13 Key Product Adoption Metrics You Should Start Tracking And Why
Product adoption metrics tell you how well your platform is performing. By regularly tracking them, you can improve your in-app experience and drive higher feature adoption—which translates to more retention and customer loyalty.
In this article, we dived into 13 important adoption metrics to measure. You’ll see why they matter to your bottom line and the steps to start calculating them immediately.
TL;DR
- Product adoption occurs when new users understand the value of your product and begin using it as intended.
- Measuring your adoption rates will give you insights to boost free-to-paid conversion, retain more users, and turn customers into advocates.
- 13 product adoption metrics to measure:
- Free-to-paid conversion rate
- Time to value (TTV)
- Activation rate
- User onboarding completion rate
- User engagement score
- Feature adoption rate
- Product stickiness
- User retention rate
- Customer churn rate
- Net promoter score (NPS)
- Customer satisfaction score (CSAT)
- Expansion MRR rate
- Customer lifetime value (CLV)
- Userpilot can help you understand in-app user behavior, track product usage data through feature tagging and heatmaps, and implement tactics to increase product adoption. Book a demo to learn more today!
What is product adoption?
Product adoption is the process by which new sign-ups become habitual users of a product and successfully use it to accomplish their goals.
Why should you measure product adoption?
Reaching product adoption is critical for subscription-based business models where revenue comes after the initial conversion.
Measuring your product adoption rate helps you identify and address loopholes to increase free-to-paid conversions and retain customers.
13 Key product adoption metrics and why they matter
You regularly need to track several metrics to get a holistic understanding of how users are interacting with and adopting your platform.

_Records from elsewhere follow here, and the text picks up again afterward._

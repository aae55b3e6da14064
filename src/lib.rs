use serde::{Deserialize, Serialize};

pub use engine::*;
pub use error::*;
pub use generator::*;
pub use grid::*;
pub use store::*;
pub use types::*;

mod engine;
mod error;
mod generator;
mod grid;
mod store;
mod types;

#[derive(Copy, Clone, Debug, PartialEq, Serialize, Deserialize)]
pub struct GameConfig {
    pub rows: Ix,
    pub cols: Ix,
    pub mines: Ax,
}

impl GameConfig {
    pub const fn new_unchecked(rows: Ix, cols: Ix, mines: Ax) -> Self {
        Self { rows, cols, mines }
    }

    /// Validates the board shape: both dimensions positive and
    /// `0 < mines < rows*cols`.
    pub fn new(rows: Ix, cols: Ix, mines: Ax) -> Result<Self> {
        if rows == 0 || cols == 0 {
            return Err(GameError::InvalidConfig);
        }
        if mines == 0 || mines >= mult(rows, cols) {
            return Err(GameError::InvalidConfig);
        }
        Ok(Self::new_unchecked(rows, cols, mines))
    }

    pub fn from_presets(size: GridSize, difficulty: Difficulty) -> Self {
        let dimension = size.dimension();
        Self::new_unchecked(dimension, dimension, difficulty.mine_count(dimension))
    }

    pub const fn total_cells(&self) -> Ax {
        mult(self.rows, self.cols)
    }

    pub const fn safe_cells(&self) -> Ax {
        self.total_cells() - self.mines
    }
}

impl Default for GameConfig {
    fn default() -> Self {
        Self::from_presets(GridSize::default(), Difficulty::default())
    }
}

/// Named board sizes; unknown names fall back to the default.
#[derive(Copy, Clone, Debug, Default, PartialEq, Eq, Serialize, Deserialize)]
pub enum GridSize {
    Small,
    #[default]
    Medium,
    Large,
}

impl GridSize {
    pub fn from_name(name: &str) -> Self {
        match name {
            "small" => Self::Small,
            "large" => Self::Large,
            _ => Self::Medium,
        }
    }

    /// Boards are square, this is both the row and the column count.
    pub const fn dimension(self) -> Ix {
        match self {
            Self::Small => 7,
            Self::Medium => 12,
            Self::Large => 17,
        }
    }
}

/// Named difficulties, expressed as a mine fraction of the rows-and-cols
/// dimension; unknown names fall back to the default.
#[derive(Copy, Clone, Debug, Default, PartialEq, Eq, Serialize, Deserialize)]
pub enum Difficulty {
    Beginner,
    #[default]
    Intermediate,
    Expert,
}

impl Difficulty {
    pub fn from_name(name: &str) -> Self {
        match name {
            "beginner" => Self::Beginner,
            "expert" => Self::Expert,
            _ => Self::Intermediate,
        }
    }

    pub fn mine_count(self, dimension: Ix) -> Ax {
        let fraction = match self {
            Self::Beginner => 0.8,
            Self::Intermediate => 1.5,
            Self::Expert => 2.0,
        };
        (fraction * f64::from(dimension)) as Ax
    }
}

#[cfg(test)]
mod tests {
    use super::*;

    #[test]
    fn config_rejects_degenerate_shapes() {
        assert_eq!(GameConfig::new(0, 5, 1), Err(GameError::InvalidConfig));
        assert_eq!(GameConfig::new(5, 0, 1), Err(GameError::InvalidConfig));
        assert_eq!(GameConfig::new(5, 5, 0), Err(GameError::InvalidConfig));
        assert_eq!(GameConfig::new(5, 5, 25), Err(GameError::InvalidConfig));
        assert_eq!(GameConfig::new(5, 5, 26), Err(GameError::InvalidConfig));
    }

    #[test]
    fn config_accepts_valid_shapes() {
        let config = GameConfig::new(5, 7, 34).unwrap();
        assert_eq!(config.total_cells(), 35);
        assert_eq!(config.safe_cells(), 1);
    }

    #[test]
    fn size_names_resolve_with_default_fallback() {
        assert_eq!(GridSize::from_name("small").dimension(), 7);
        assert_eq!(GridSize::from_name("medium").dimension(), 12);
        assert_eq!(GridSize::from_name("large").dimension(), 17);
        assert_eq!(GridSize::from_name("gigantic").dimension(), 12);
    }

    #[test]
    fn difficulty_scales_mines_with_the_dimension() {
        assert_eq!(Difficulty::from_name("beginner").mine_count(7), 5);
        assert_eq!(Difficulty::from_name("intermediate").mine_count(12), 18);
        assert_eq!(Difficulty::from_name("expert").mine_count(17), 34);
        assert_eq!(Difficulty::from_name("nightmare").mine_count(12), 18);
    }

    #[test]
    fn default_config_is_medium_intermediate() {
        let config = GameConfig::default();
        assert_eq!((config.rows, config.cols, config.mines), (12, 12, 18));
    }
}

Below are 13 product adoption metrics and why they matter:
Free-to-paid conversion rate
This metric measures the percentage of free trial users who become paying customers. In other words, it tells you the number of users that consider your product valuable enough to pay for it.
Calculate your free-to-paid conversion rate by dividing the number of free trial users that converted over a specific period by the total number of free trial users in the same period.
Time to value (TTV)
TTV is the time it takes for a user to experience the true value of your product. Long TTV is one of the major causes of early churn.
There’s no universal formula for calculating time to value. To measure this metric, you must define which actions represent reaching value for your users and then count how long it should take to complete them.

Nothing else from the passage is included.